I’m heading to Notre Dame this morning, where I’ll spend the rest of this week. I’m on a layer in Chicago at the moment, sharing some scenes below and catching up on reading—specifically Marco Rubio’s speech on “common good capitalism” at The Catholic University of America this week.



Michael Pakaluk reflects on Rubio’s speech:
“Free enterprise made America the most prosperous nation in human history,” [Sen. Rubio] said, “But that prosperity wasn’t just about businesses making a profit; it was also about the creation and availability of dignified work.”
Yes, one can see a certain secularization of Leo’s thought in such interpretations, perhaps inevitable in a politician’s thought. For Leo, rather, the goal of society is to make persons virtuous, to enable them to seek holiness easily and attain heaven.
Also, there seemed a persistent neglect of the role of virtue throughout Rubio’s speech. A student brought this up in the question-and-answer. “You say that people need dignified work so that they can support a family, but,” he asked, “don’t people need to be committed to each other in marriage first for there to be a family?” Rubio seemed unprepared to discuss the role of virtue, or better types of education for social unity. …
The main target of his attack, although not named, was the widely adopted “shareholder theory” of corporate management made famous by Milton Friedman. This is the normative claim that, as the shareholders of a business are its owners, and management serves owners, the sole goal of management should be to maximize shareholder value – then leave it up to the shareholders to use their profits, if they wish, for laudable social goals. The managers themselves should care for nothing other than increasing the share price. According to Rubio, this theory has kept companies from reinvesting profits in the workers, who helped create those profits, and in communities.
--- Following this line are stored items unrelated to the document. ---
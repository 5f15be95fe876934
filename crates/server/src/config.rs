use std::path::PathBuf;
use std::time::Duration;

pub const DEFAULT_PORT: u16 = 8000;
pub const DEFAULT_MODEL: &str = "gemini-2.5-flash";
pub const DEFAULT_RATE_LIMIT_MAX: usize = 10;
pub const DEFAULT_RATE_LIMIT_WINDOW: Duration = Duration::from_secs(60);

/// Server configuration, read once from the environment at startup.
#[derive(Debug, Clone)]
pub struct ServerConfig {
    pub gemini_api_key: Option<String>,
    pub gemini_model: String,
    pub port: u16,
    pub rate_limit_max: usize,
    pub rate_limit_window: Duration,
    /// Key rate limiting on the first `x-forwarded-for` hop instead of the
    /// peer address. Only safe behind a proxy that overwrites the header.
    pub trust_forwarded_for: bool,
    pub log_dir: PathBuf,
}

impl Default for ServerConfig {
    fn default() -> Self {
        Self {
            gemini_api_key: None,
            gemini_model: DEFAULT_MODEL.to_string(),
            port: DEFAULT_PORT,
            rate_limit_max: DEFAULT_RATE_LIMIT_MAX,
            rate_limit_window: DEFAULT_RATE_LIMIT_WINDOW,
            trust_forwarded_for: false,
            log_dir: PathBuf::from("logs"),
        }
    }
}

impl ServerConfig {
    pub fn from_env() -> Self {
        Self::from_lookup(|key| std::env::var(key).ok())
    }

    /// Build from an arbitrary key lookup; unparsable values fall back to defaults.
    pub fn from_lookup(lookup: impl Fn(&str) -> Option<String>) -> Self {
        let defaults = Self::default();
        let parsed = |key: &str| lookup(key).and_then(|v| v.trim().parse::<u64>().ok());

        Self {
            gemini_api_key: lookup("GEMINI_API_KEY").filter(|k| !k.trim().is_empty()),
            gemini_model: lookup("GEMINI_MODEL").unwrap_or(defaults.gemini_model),
            port: parsed("PORT")
                .and_then(|p| u16::try_from(p).ok())
                .unwrap_or(defaults.port),
            rate_limit_max: parsed("RATE_LIMIT_MAX")
                .map(|n| n as usize)
                .unwrap_or(defaults.rate_limit_max),
            rate_limit_window: parsed("RATE_LIMIT_WINDOW_SECS")
                .map(Duration::from_secs)
                .unwrap_or(defaults.rate_limit_window),
            trust_forwarded_for: lookup("TRUST_PROXY")
                .map(|v| matches!(v.trim().to_ascii_lowercase().as_str(), "1" | "true" | "yes"))
                .unwrap_or(defaults.trust_forwarded_for),
            log_dir: lookup("LOG_DIR").map(PathBuf::from).unwrap_or(defaults.log_dir),
        }
    }
}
Rubio was famous (or infamous) for saying during his run for President that the nation needed fewer philosophers and more plumbers and welders. He now jokes that he would soften that assertion, as he has become more philosophical himself. But perhaps not philosophical enough. A serious shortcoming of his address was that it did not name or systematically refute the theories he was grappling with. He never mentioned Friedman or the theory of shareholder value. He did not say how his theory of “Common Good Capitalism” differed from so-called “stakeholder theory.” He did not even say what he meant by a “common good.”
The best refutation of Friedman’s principle is found in Catholic social thought under the heading, “the universal destination of goods.” The principle actually comes from Book II of Aristotle’s politics, and so one may cite it freely without the risk of being considered a theocrat. It states that in a good society property is owned privately, but that, as no property ultimately is solely one’s own, the use of that property should always be directed to the good of others and the common good. Friedman says rightly that a company’s managers have purely a fiduciary responsibility, and yet not solely to the owners. Similarly, the owners have a fiduciary responsibility as well, often to others, but ultimately to God. Thus, all the way up and down the line, form the lowliest worker to the owner with the highest net worth, the capital invested in the company must be regarded as for common benefit and used with that purpose in view. But, again, Rubio never identified this principle so essential to his policies.
And yet in a broader context these are small quibbles. Something is wrong in our society. We all know that. The worldwide movements of populism and nationalism show it. It’s more than prudent to turn to Catholic social thought for a diagnosis and for finding ways out. Each will do this in the manner appropriate to his state and expertise.